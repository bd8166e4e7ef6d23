//! Navigation-stack and tab-selection controllers for screen-based UIs.
//!
//! The crate is organised around two controllers that share one data model:
//!
//! - [`view::navigation::NavigationStack`]: an ordered history of screens with
//!   push/pop semantics and a per-screen [`view::navigation::Navigator`]
//!   capability.
//! - [`view::tabs::TabSelector`]: a fixed set of screens with a selected index
//!   and a per-screen [`view::tabs::Tabinator`] capability.
//!
//! Both controllers hand their screens to a [`view::view_manager::ViewManager`],
//! report state changes as [`view::Event`]s over the [`view::Hub`], and defer
//! post-update work onto the [`scheduler::Scheduler`].

pub mod context;
pub mod error;
pub mod logging;
pub mod scheduler;
pub mod settings;
pub mod view;

pub use context::Context;
pub use error::NavigationError;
- - - - -
» **Action item**
Copy out the material in full, exactly as it reads.

» **Output of the exercise**
repository bd8166e4e7ef6d23
//! Navigation-stack and tab-selection controllers for screen-based UIs.
//!
//! The crate is organised around two controllers that share one data model:
//!
//! - [`view::navigation::NavigationStack`]: an ordered history of screens with
//!   push/pop semantics and a per-screen [`view::navigation::Navigator`]
//!   capability.
//! - [`view::tabs::TabSelector`]: a fixed set of screens with a selected index
//!   and a per-screen [`view::tabs::Tabinator`] capability.
//!
//! Both controllers hand their screens to a [`view::view_manager::ViewManager`],
//! report state changes as [`view::Event`]s over the [`view::Hub`], and defer
//! post-update work onto the [`scheduler::Scheduler`].

pub mod context;
pub mod error;
pub mod logging;
pub mod scheduler;
pub mod settings;
pub mod view;

pub use context::Context;
pub use error::NavigationError;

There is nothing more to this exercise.